Pam set the bottle on the desktop. “One a day, at bedtime, just like before. It’ll last you until our next appointment.”

Theresa sat up.

She felt like she always did after these things finished—emotionally ragged.

“Can I ask you something?” Theresa said.

“Sure.”

“I assume you talk to a lot of people. Hear everyone’s private fears. Will this place ever feel like home?”

“I don’t know,” Pam said as she stood. “That’s entirely up to you.”

 

 

5


The morgue was in the basement of the hospital through a pair of windowless doors.

Far end of the east wing.

Pilcher’s men had arrived ahead of Ethan with the body, and they stood in jeans and flannel shirts outside the entrance. The taller of the two, a man with Nordic features and head of Pilcher’s security team, looked visibly upset.

“Thanks for bringing her down,” Ethan said as he moved past and shouldered through one of the doors. “You don’t have to wait.”

“We were told to wait,” the blond said.

Ethan shoved the door closed after him.

The morgue smelled like a morgue. Antiseptic not quite masking the embedded musk of death.

The flooring was white tile, badly stained, and slightly concave with a large drain in the center.

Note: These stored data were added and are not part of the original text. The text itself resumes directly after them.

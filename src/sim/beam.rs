//! Full-arena beam hazards
//!
//! A beam telegraphs along a vertical or horizontal strip, then fires for a
//! short burst. Beams bypass shields and lucky dodges: while firing they are
//! lethal unless invincibility or i-frames apply.

use glam::Vec2;
use serde::{Deserialize, Serialize};

/// Telegraph duration before the beam fires
const WARNING_DURATION: f32 = 210.0;
/// Firing duration
const ACTIVE_DURATION: f32 = 45.0;

#[derive(Debug, Clone, Copy, PartialEq, Eq, Serialize, Deserialize)]
pub enum BeamOrientation {
    /// Spans top to bottom at a fixed x
    Vertical,
    /// Spans left to right at a fixed y
    Horizontal,
}

#[derive(Debug, Clone, Serialize, Deserialize)]
pub struct Beam {
    /// X for vertical beams, y for horizontal
    pub position: f32,
    pub width: f32,
    pub orientation: BeamOrientation,
    warning_timer: f32,
    active_timer: f32,
    firing: bool,
}

impl Beam {
    pub fn new(position: f32, width: f32, orientation: BeamOrientation) -> Self {
        Self {
            position,
            width,
            orientation,
            warning_timer: WARNING_DURATION,
            active_timer: ACTIVE_DURATION,
            firing: false,
        }
    }

    pub fn update(&mut self, dt: f32) {
        if self.warning_timer > 0.0 {
            self.warning_timer -= dt;
            if self.warning_timer <= 0.0 {
                self.firing = true;
            }
        } else if self.firing {
            self.active_timer -= dt;
            if self.active_timer <= 0.0 {
                self.firing = false;
            }
        }
    }

    pub fn is_firing(&self) -> bool {
        self.firing
    }

    pub fn is_done(&self) -> bool {
        self.warning_timer <= 0.0 && self.active_timer <= 0.0
    }

    /// Telegraph progress in [0, 1] for the HUD (0 = just spawned)
    pub fn warning_progress(&self) -> f32 {
        (1.0 - self.warning_timer / WARNING_DURATION).clamp(0.0, 1.0)
    }

    /// Perpendicular-distance hit test. Only meaningful while firing.
    pub fn collides_with(&self, player_pos: Vec2, player_radius: f32) -> bool {
        if !self.firing {
            return false;
        }
        let offset = match self.orientation {
            BeamOrientation::Vertical => player_pos.x - self.position,
            BeamOrientation::Horizontal => player_pos.y - self.position,
        };
        offset.abs() < self.width / 2.0 + player_radius
    }
}

#[cfg(test)]
mod tests {
    use super::*;

    #[test]
    fn test_two_phase_lifecycle() {
        let mut beam = Beam::new(400.0, 50.0, BeamOrientation::Vertical);
        assert!(!beam.is_firing());
        assert!(!beam.is_done());

        for _ in 0..210 {
            beam.update(1.0);
        }
        assert!(beam.is_firing());
        assert!(!beam.is_done());

        for _ in 0..45 {
            beam.update(1.0);
        }
        assert!(!beam.is_firing());
        assert!(beam.is_done());
    }

    #[test]
    fn test_no_collision_during_warning() {
        let beam = Beam::new(400.0, 50.0, BeamOrientation::Vertical);
        assert!(!beam.collides_with(Vec2::new(400.0, 300.0), 10.0));
    }

    #[test]
    fn test_vertical_hit_test_uses_x_only() {
        let mut beam = Beam::new(400.0, 50.0, BeamOrientation::Vertical);
        for _ in 0..210 {
            beam.update(1.0);
        }
        assert!(beam.collides_with(Vec2::new(410.0, 9999.0), 10.0));
        assert!(!beam.collides_with(Vec2::new(500.0, 300.0), 10.0));
    }

    #[test]
    fn test_horizontal_hit_test_uses_y_only() {
        let mut beam = Beam::new(600.0, 40.0, BeamOrientation::Horizontal);
        for _ in 0..210 {
            beam.update(1.0);
        }
        assert!(beam.collides_with(Vec2::new(-50.0, 615.0), 10.0));
        assert!(!beam.collides_with(Vec2::new(0.0, 700.0), 10.0));
    }
}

Alyssa lay naked on the stainless-steel autopsy table.

The sink behind the table was leaking, the sound of dripping water echoing off the walls.

Ethan had only been inside the morgue once before. He hadn’t liked it then, and he found it infinitely less charming with a corpse in situ.

There were no windows, no other source of light but the examination lamp.

Standing next to the autopsy table, everything beyond was lost to darkness.

Over the drip-drip-drip came the hum of the refrigerated morgue drawers—a stack of six stationed against the wall beside the sink.

The truth was he didn’t know what he was doing. He wasn’t a coroner by a long shot. But Pilcher had insisted he examine the body and produce a report.

Ethan set his Stetson on the organ scale above the sink.

Reaching up, he took hold of the lamp.

In the hard light, the wounds looked clean. Neat. Impeccable. No ragged skin. Just dozens and dozens of black windows into devastation.

The woman’s skin was the color of primer under the burn.

He went appendage by appendage studying the punctures.

It grew harder with her lying dead on a table under this cruel clinical light to think of her as Alyssa.

He raised her left arm into the light and studied her hand. There was dirt under her fingernails. Or blood. He imagined her hands desperately pushing into the fresh wounds, fighting to stanch the blood that must have been pouring out of her.

So why, aside from the oak leaf fragments in her hair, was she otherwise clean? Without a trace of blood or bloodstain on her skin? He hadn’t seen any blood where he’d found her in the road. She’d obviously been killed elsewhere and moved to that place. Why had they drained her blood? To transport her without leaving a trail? Or something more sinister?

Ethan studied her other arm.

Her legs.

He didn’t want to, but he shined the light briefly between her thighs.